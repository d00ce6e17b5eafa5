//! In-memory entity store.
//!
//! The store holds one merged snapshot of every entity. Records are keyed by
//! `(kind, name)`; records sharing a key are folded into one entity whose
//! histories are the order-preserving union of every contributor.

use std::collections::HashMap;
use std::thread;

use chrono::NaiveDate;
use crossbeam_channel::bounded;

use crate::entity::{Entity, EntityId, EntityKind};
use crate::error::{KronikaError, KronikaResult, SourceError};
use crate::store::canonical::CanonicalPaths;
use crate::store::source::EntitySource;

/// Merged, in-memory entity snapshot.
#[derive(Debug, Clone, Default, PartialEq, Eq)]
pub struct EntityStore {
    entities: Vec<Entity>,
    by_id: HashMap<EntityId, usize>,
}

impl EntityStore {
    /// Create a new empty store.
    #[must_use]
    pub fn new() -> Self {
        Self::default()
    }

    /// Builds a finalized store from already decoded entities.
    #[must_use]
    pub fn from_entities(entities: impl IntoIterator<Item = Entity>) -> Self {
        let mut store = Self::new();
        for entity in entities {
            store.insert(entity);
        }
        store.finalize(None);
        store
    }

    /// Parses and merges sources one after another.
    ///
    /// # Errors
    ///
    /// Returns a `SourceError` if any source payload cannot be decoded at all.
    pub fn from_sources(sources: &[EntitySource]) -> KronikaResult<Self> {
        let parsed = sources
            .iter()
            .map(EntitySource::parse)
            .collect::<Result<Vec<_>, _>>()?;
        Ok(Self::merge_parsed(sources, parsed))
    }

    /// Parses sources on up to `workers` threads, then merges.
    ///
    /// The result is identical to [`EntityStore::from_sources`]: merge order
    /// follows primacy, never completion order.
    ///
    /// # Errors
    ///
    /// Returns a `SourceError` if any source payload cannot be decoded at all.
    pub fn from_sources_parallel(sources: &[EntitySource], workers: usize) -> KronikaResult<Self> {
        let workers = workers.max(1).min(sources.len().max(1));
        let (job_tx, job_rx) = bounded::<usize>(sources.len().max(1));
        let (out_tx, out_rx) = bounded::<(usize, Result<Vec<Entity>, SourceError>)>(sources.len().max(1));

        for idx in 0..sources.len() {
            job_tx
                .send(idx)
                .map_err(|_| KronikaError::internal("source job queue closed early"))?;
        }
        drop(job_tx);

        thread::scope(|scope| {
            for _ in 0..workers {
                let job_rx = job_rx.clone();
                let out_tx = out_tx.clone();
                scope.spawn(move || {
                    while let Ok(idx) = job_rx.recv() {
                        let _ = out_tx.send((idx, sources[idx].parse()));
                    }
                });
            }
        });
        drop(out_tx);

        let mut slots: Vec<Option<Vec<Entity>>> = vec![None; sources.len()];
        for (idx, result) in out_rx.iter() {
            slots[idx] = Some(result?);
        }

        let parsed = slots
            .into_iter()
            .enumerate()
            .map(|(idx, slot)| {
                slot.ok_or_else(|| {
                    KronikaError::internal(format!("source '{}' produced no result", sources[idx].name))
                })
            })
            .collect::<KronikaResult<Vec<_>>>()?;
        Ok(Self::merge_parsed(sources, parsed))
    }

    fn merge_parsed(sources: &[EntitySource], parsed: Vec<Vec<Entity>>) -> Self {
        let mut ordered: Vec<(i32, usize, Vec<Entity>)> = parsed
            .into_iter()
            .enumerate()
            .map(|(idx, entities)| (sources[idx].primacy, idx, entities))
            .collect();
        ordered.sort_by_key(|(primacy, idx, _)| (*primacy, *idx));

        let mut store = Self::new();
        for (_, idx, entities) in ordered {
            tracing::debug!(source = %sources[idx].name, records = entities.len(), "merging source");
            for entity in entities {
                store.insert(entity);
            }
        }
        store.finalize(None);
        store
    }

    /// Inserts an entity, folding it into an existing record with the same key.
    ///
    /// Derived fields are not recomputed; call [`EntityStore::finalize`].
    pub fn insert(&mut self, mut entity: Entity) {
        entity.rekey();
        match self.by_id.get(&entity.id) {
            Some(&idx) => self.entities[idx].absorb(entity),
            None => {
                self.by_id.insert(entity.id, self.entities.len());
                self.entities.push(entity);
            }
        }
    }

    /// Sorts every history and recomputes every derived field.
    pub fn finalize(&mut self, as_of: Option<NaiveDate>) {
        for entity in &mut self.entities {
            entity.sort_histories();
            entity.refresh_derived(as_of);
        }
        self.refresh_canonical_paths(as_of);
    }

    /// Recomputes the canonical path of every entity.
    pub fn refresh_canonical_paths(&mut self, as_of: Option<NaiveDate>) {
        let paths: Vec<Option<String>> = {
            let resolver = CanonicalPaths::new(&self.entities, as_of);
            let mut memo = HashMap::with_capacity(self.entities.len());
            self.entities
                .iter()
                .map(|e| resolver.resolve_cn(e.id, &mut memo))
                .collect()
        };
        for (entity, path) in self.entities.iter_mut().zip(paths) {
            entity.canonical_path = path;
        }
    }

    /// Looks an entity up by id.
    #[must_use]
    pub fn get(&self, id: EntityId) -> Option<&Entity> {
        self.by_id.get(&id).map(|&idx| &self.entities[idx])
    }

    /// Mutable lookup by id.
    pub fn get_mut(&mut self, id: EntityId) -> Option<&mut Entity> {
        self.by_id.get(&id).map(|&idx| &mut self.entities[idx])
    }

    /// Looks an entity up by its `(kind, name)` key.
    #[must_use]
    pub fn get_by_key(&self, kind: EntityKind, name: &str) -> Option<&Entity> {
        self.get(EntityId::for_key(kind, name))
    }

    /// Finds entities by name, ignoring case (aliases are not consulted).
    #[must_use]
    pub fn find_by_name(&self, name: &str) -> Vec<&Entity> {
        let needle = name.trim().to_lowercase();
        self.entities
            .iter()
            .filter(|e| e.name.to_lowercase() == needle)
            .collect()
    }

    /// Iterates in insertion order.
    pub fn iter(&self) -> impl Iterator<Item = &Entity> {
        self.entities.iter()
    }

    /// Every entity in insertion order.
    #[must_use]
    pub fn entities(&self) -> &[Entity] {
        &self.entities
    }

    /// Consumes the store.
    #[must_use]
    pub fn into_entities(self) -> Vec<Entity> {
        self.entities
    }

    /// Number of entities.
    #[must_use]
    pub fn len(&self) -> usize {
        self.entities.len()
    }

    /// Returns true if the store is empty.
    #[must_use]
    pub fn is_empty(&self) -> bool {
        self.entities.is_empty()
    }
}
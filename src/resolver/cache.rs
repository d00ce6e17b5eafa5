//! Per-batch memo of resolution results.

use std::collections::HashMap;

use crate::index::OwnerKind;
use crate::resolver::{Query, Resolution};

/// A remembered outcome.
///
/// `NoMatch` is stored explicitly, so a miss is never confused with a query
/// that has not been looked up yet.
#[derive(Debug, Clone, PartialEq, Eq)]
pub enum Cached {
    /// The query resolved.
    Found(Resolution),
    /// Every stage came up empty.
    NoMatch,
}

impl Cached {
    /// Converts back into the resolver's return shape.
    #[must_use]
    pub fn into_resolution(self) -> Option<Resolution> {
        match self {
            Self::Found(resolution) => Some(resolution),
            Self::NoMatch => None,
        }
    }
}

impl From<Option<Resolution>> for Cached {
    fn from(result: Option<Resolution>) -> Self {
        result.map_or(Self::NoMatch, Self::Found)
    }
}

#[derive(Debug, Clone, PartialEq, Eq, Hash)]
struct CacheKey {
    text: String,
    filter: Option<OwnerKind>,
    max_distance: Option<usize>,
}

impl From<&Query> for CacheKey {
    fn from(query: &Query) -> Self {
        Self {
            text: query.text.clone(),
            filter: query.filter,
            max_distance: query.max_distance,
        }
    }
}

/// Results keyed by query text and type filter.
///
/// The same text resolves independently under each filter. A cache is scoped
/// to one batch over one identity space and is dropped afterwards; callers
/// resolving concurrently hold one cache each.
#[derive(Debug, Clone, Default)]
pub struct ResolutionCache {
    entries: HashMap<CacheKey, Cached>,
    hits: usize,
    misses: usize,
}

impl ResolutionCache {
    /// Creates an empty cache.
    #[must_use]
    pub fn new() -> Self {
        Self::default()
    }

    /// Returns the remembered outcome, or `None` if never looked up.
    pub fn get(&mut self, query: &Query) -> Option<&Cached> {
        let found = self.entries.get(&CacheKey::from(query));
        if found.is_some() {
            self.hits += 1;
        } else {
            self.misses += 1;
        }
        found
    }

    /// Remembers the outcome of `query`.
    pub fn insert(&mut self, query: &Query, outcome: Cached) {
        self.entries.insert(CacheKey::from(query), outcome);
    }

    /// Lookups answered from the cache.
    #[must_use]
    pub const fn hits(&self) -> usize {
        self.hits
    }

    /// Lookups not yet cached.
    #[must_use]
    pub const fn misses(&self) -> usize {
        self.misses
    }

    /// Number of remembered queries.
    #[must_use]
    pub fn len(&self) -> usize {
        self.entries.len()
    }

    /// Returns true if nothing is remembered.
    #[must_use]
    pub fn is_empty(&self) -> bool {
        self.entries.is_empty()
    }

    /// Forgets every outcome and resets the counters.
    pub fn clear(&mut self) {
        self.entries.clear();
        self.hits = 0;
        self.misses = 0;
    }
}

### [The problem]
Return the span of lines in the data above that opens at the line with "fn from(result: Option<Resolution>)" and closes at the line with "never looked up.", exactly, ends included, nothing else.

### [Answer to the problem]
    fn from(result: Option<Resolution>) -> Self {
        result.map_or(Self::NoMatch, Self::Found)
    }
}

#[derive(Debug, Clone, PartialEq, Eq, Hash)]
struct CacheKey {
    text: String,
    filter: Option<OwnerKind>,
    max_distance: Option<usize>,
}

impl From<&Query> for CacheKey {
    fn from(query: &Query) -> Self {
        Self {
            text: query.text.clone(),
            filter: query.filter,
            max_distance: query.max_distance,
        }
    }
}

/// Results keyed by query text and type filter.
///
/// The same text resolves independently under each filter. A cache is scoped
/// to one batch over one identity space and is dropped afterwards; callers
/// resolving concurrently hold one cache each.
#[derive(Debug, Clone, Default)]
pub struct ResolutionCache {
    entries: HashMap<CacheKey, Cached>,
    hits: usize,
    misses: usize,
}

impl ResolutionCache {
    /// Creates an empty cache.
    #[must_use]
    pub fn new() -> Self {
        Self::default()
    }

    /// Returns the remembered outcome, or `None` if never looked up.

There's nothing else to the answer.